Within the data below, how many lines contain "rearm"? Reply with the number only.

=== Provided records ===

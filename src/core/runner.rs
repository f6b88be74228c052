//! External command execution.
//!
//! Every invocation yields an [`ExecutionResult`]; output lines are streamed
//! to the reporter while the process runs and captured in full for the
//! result. [`SystemRunner`] keeps the in-flight child reachable so a stop
//! request can terminate it from another thread.

use serde::Serialize;
use std::io::{BufRead, BufReader, Read};
use std::path::{Path, PathBuf};
use std::process::{Child, Command, Stdio};
use std::sync::atomic::{AtomicBool, Ordering};
use std::sync::mpsc::{self, RecvTimeoutError, Sender};
use std::sync::Mutex;
use std::thread;
use std::time::{Duration, Instant};

use crate::reporter::{Reporter, Severity};
use crate::utils::shell;

const WAIT_POLL: Duration = Duration::from_millis(50);
/// How long to keep reading output after the child exits.
const DRAIN_GRACE: Duration = Duration::from_secs(1);

#[derive(Debug, Clone, PartialEq, Eq)]
pub struct CommandSpec {
    pub program: String,
    pub args: Vec<String>,
    pub cwd: Option<PathBuf>,
    pub timeout: Option<Duration>,
}

impl CommandSpec {
    pub fn new<I, S>(program: impl Into<String>, args: I) -> Self
    where
        I: IntoIterator<Item = S>,
        S: Into<String>,
    {
        Self {
            program: program.into(),
            args: args.into_iter().map(Into::into).collect(),
            cwd: None,
            timeout: None,
        }
    }

    pub fn in_dir(mut self, dir: &Path) -> Self {
        self.cwd = Some(dir.to_path_buf());
        self
    }

    pub fn with_timeout(mut self, timeout: Duration) -> Self {
        self.timeout = Some(timeout);
        self
    }

    /// Shell-quoted rendering for logs.
    pub fn display(&self) -> String {
        if self.args.is_empty() {
            return self.program.clone();
        }
        format!("{} {}", self.program, shell::quote_args(&self.args))
    }
}

#[derive(Debug, Clone, Default, Serialize)]
pub struct ExecutionResult {
    pub success: bool,
    #[serde(skip_serializing_if = "String::is_empty")]
    pub output: String,
    pub exit_code: i32,
    #[serde(skip_serializing_if = "std::ops::Not::not")]
    pub timed_out: bool,
    #[serde(skip_serializing_if = "std::ops::Not::not")]
    pub stopped: bool,
}

impl ExecutionResult {
    pub fn failed(output: impl Into<String>) -> Self {
        Self {
            success: false,
            output: output.into(),
            exit_code: -1,
            timed_out: false,
            stopped: false,
        }
    }

    /// Last `n` non-empty lines of output, for error details.
    pub fn tail(&self, n: usize) -> String {
        let lines: Vec<&str> = self
            .output
            .lines()
            .filter(|l| !l.trim().is_empty())
            .collect();
        let start = lines.len().saturating_sub(n);
        lines[start..].join("\n")
    }
}

pub trait CommandRunner: Send + Sync {
    /// Run to completion, streaming output lines to `reporter`.
    fn run(&self, spec: &CommandSpec, reporter: &dyn Reporter) -> ExecutionResult;

    /// Terminate the in-flight command, if any. Returns whether one was running.
    /// The stop stays in effect for later `run` calls until [`rearm`](Self::rearm).
    fn stop(&self) -> bool;

    /// Clear a previous stop. The queue calls this before each task starts.
    fn rearm(&self) {}
}

/// Routes the result of a command to the log sink; nothing is dropped.
pub fn run_logged(
    runner: &dyn CommandRunner,
    spec: &CommandSpec,
    reporter: &dyn Reporter,
) -> ExecutionResult {
    reporter.info(&format!("▶️ {}", spec.display()));
    let result = runner.run(spec, reporter);

    // Full capture at Error severity: quiet sinks drop streamed Output lines.
    if !result.success && !result.stopped && !result.output.trim().is_empty() {
        reporter.log(Severity::Error, result.output.trim_end());
    }

    if result.success {
        reporter.success("✅ Success");
    } else if result.stopped {
        reporter.warning("🛑 Command stopped");
    } else if result.timed_out {
        reporter.error(&format!("❌ Timed out: {}", spec.display()));
    } else {
        reporter.error(&format!("❌ Failed: {}", result.exit_code));
    }

    result
}

/// Tools that ship as `.cmd` shims on Windows.
const CMD_SHIMS: &[&str] = &["npm", "npx", "yarn", "pnpm"];

/// Executable to spawn for `program`. Everything is spawned directly; on
/// Windows the package-manager shims resolve to their `.cmd` file, whose
/// arguments the standard library escapes for `cmd.exe`.
pub fn resolve_program(program: &str, windows: bool) -> String {
    if windows && CMD_SHIMS.contains(&program.to_ascii_lowercase().as_str()) {
        format!("{}.cmd", program)
    } else {
        program.to_string()
    }
}

#[derive(Debug, Clone, Copy)]
enum Stream {
    Stdout,
    Stderr,
}

#[derive(Debug, Default)]
pub struct SystemRunner {
    active: Mutex<Option<Child>>,
    stop_requested: AtomicBool,
}

impl SystemRunner {
    pub fn new() -> Self {
        Self::default()
    }

    fn command(spec: &CommandSpec) -> Command {
        let mut cmd = Command::new(resolve_program(&spec.program, cfg!(windows)));
        cmd.args(&spec.args);

        // Own process group, so a kill also reaches the tools npm spawns.
        #[cfg(unix)]
        {
            use std::os::unix::process::CommandExt;
            cmd.process_group(0);
        }

        if let Some(dir) = &spec.cwd {
            cmd.current_dir(dir);
        }

        cmd.stdin(Stdio::null())
            .stdout(Stdio::piped())
            .stderr(Stdio::piped());
        cmd
    }

    fn kill_active(&self) -> bool {
        match self.active.lock() {
            Ok(mut guard) => match guard.as_mut() {
                Some(child) => {
                    kill_tree(child);
                    true
                }
                None => false,
            },
            Err(_) => false,
        }
    }

    /// `Some(code)` once the child is reaped; `code` is `None` when it died
    /// without an exit status.
    fn try_exit(&self) -> Option<Option<i32>> {
        let Ok(mut guard) = self.active.lock() else {
            return Some(None);
        };
        let Some(child) = guard.as_mut() else {
            return Some(None);
        };
        match child.try_wait() {
            Ok(Some(status)) => {
                *guard = None;
                Some(status.code())
            }
            Ok(None) => None,
            Err(_) => {
                kill_tree(child);
                let _ = child.wait();
                *guard = None;
                Some(None)
            }
        }
    }
}

#[cfg(unix)]
fn kill_tree(child: &mut Child) {
    // The child leads its own process group (pgid == pid).
    if let Ok(pgid) = libc::pid_t::try_from(child.id()) {
        unsafe {
            libc::killpg(pgid, libc::SIGKILL);
        }
    }
    let _ = child.kill();
}

#[cfg(windows)]
fn kill_tree(child: &mut Child) {
    let _ = Command::new("taskkill")
        .args(["/T", "/F", "/PID", &child.id().to_string()])
        .stdin(Stdio::null())
        .stdout(Stdio::null())
        .stderr(Stdio::null())
        .status();
    let _ = child.kill();
}

#[cfg(not(any(unix, windows)))]
fn kill_tree(child: &mut Child) {
    let _ = child.kill();
}

/// Forward lines from a child pipe. Detached: a descendant that outlives the
/// child may hold the pipe open, and nobody joins this thread.
fn spawn_reader<R>(stream: Option<R>, kind: Stream, tx: Sender<(Stream, String)>)
where
    R: Read + Send + 'static,
{
    let Some(stream) = stream else {
        return;
    };
    thread::spawn(move || {
        for line in BufReader::new(stream).lines() {
            let Ok(line) = line else { break };
            if tx.send((kind, line)).is_err() {
                break;
            }
        }
    });
}

impl CommandRunner for SystemRunner {
    fn run(&self, spec: &CommandSpec, reporter: &dyn Reporter) -> ExecutionResult {
        if self.stop_requested.load(Ordering::SeqCst) {
            return ExecutionResult {
                stopped: true,
                ..ExecutionResult::failed("Command not started: stop requested")
            };
        }

        let mut child = match Self::command(spec).spawn() {
            Ok(child) => child,
            Err(e) => return ExecutionResult::failed(format!("Command error: {}", e)),
        };

        let (tx, rx) = mpsc::channel();
        spawn_reader(child.stdout.take(), Stream::Stdout, tx.clone());
        spawn_reader(child.stderr.take(), Stream::Stderr, tx);

        match self.active.lock() {
            Ok(mut guard) => *guard = Some(child),
            Err(_) => {
                kill_tree(&mut child);
                return ExecutionResult::failed("Command error: runner state poisoned");
            }
        }

        let started = Instant::now();
        let mut stdout_text = String::new();
        let mut stderr_text = String::new();
        let mut streams_open = true;
        let mut exit: Option<Option<i32>> = None;
        let mut exited_at: Option<Instant> = None;
        let mut killed = false;
        let mut timed_out = false;

        loop {
            if streams_open {
                match rx.recv_timeout(WAIT_POLL) {
                    Ok((stream, line)) => {
                        reporter.log(Severity::Output, &line);
                        let buf = match stream {
                            Stream::Stdout => &mut stdout_text,
                            Stream::Stderr => &mut stderr_text,
                        };
                        buf.push_str(&line);
                        buf.push('\n');
                    }
                    Err(RecvTimeoutError::Timeout) => {}
                    Err(RecvTimeoutError::Disconnected) => streams_open = false,
                }
            } else if exit.is_none() {
                thread::sleep(WAIT_POLL);
            }

            if exit.is_none() {
                exit = self.try_exit();
                if exit.is_some() {
                    exited_at = Some(Instant::now());
                }
            }

            if exit.is_none() && !killed {
                let stop = self.stop_requested.load(Ordering::SeqCst);
                let expired = spec.timeout.is_some_and(|t| started.elapsed() >= t);
                if stop || expired {
                    timed_out = expired && !stop;
                    killed = true;
                    self.kill_active();
                }
            }

            if let Some(at) = exited_at {
                if !streams_open || at.elapsed() >= DRAIN_GRACE {
                    break;
                }
            }
        }

        let stopped = self.stop_requested.load(Ordering::SeqCst);
        let code = exit.flatten();

        ExecutionResult {
            success: code == Some(0) && !stopped && !timed_out,
            output: stdout_text + &stderr_text,
            exit_code: code.unwrap_or(-1),
            timed_out,
            stopped,
        }
    }

    fn stop(&self) -> bool {
        self.stop_requested.store(true, Ordering::SeqCst);
        self.kill_active()
    }

    fn rearm(&self) {
        self.stop_requested.store(false, Ordering::SeqCst);
    }
}

#[cfg(test)]
pub(crate) mod fake {
    use super::*;
    use std::collections::HashMap;

    /// Runner that answers from a table keyed by `CommandSpec::display()`.
    #[derive(Default)]
    pub struct FakeRunner {
        responses: Mutex<HashMap<String, ExecutionResult>>,
        prefix_responses: Mutex<Vec<(String, ExecutionResult)>>,
        pub calls: Mutex<Vec<CommandSpec>>,
        on_run: Mutex<Vec<(String, bool, Box<dyn Fn(&CommandSpec) + Send>)>>,
    }

    fn scripted(success: bool, output: &str) -> ExecutionResult {
        ExecutionResult {
            success,
            output: output.to_string(),
            exit_code: if success { 0 } else { 1 },
            ..Default::default()
        }
    }

    impl FakeRunner {
        pub fn new() -> Self {
            Self::default()
        }

        pub fn respond(&self, display: &str, success: bool, output: &str) {
            self.responses
                .lock()
                .unwrap()
                .insert(display.to_string(), scripted(success, output));
        }

        /// For commands whose tail is not known up front (temp file paths).
        pub fn respond_prefix(&self, prefix: &str, success: bool, output: &str) {
            self.prefix_responses
                .lock()
                .unwrap()
                .push((prefix.to_string(), scripted(success, output)));
        }

        /// Side effect executed when the command runs (e.g. create artifacts).
        pub fn on_run(&self, display: &str, effect: impl Fn() + Send + 'static) {
            self.on_run
                .lock()
                .unwrap()
                .push((display.to_string(), false, Box::new(move |_: &CommandSpec| effect())));
        }

        pub fn on_run_prefix(&self, prefix: &str, effect: impl Fn(&CommandSpec) + Send + 'static) {
            self.on_run
                .lock()
                .unwrap()
                .push((prefix.to_string(), true, Box::new(effect)));
        }

        pub fn displays(&self) -> Vec<String> {
            self.calls.lock().unwrap().iter().map(|c| c.display()).collect()
        }
    }

    impl CommandRunner for FakeRunner {
        fn run(&self, spec: &CommandSpec, _reporter: &dyn Reporter) -> ExecutionResult {
            let display = spec.display();
            self.calls.lock().unwrap().push(spec.clone());
            for (key, prefix, effect) in self.on_run.lock().unwrap().iter() {
                if *key == display || (*prefix && display.starts_with(key.as_str())) {
                    effect(spec);
                }
            }
            if let Some(result) = self.responses.lock().unwrap().get(&display) {
                return result.clone();
            }
            self.prefix_responses
                .lock()
                .unwrap()
                .iter()
                .find(|(prefix, _)| display.starts_with(prefix.as_str()))
                .map(|(_, result)| result.clone())
                .unwrap_or_else(|| scripted(true, ""))
        }

        fn stop(&self) -> bool {
            false
        }
    }
}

===

▶ _Result of the exercise_: 3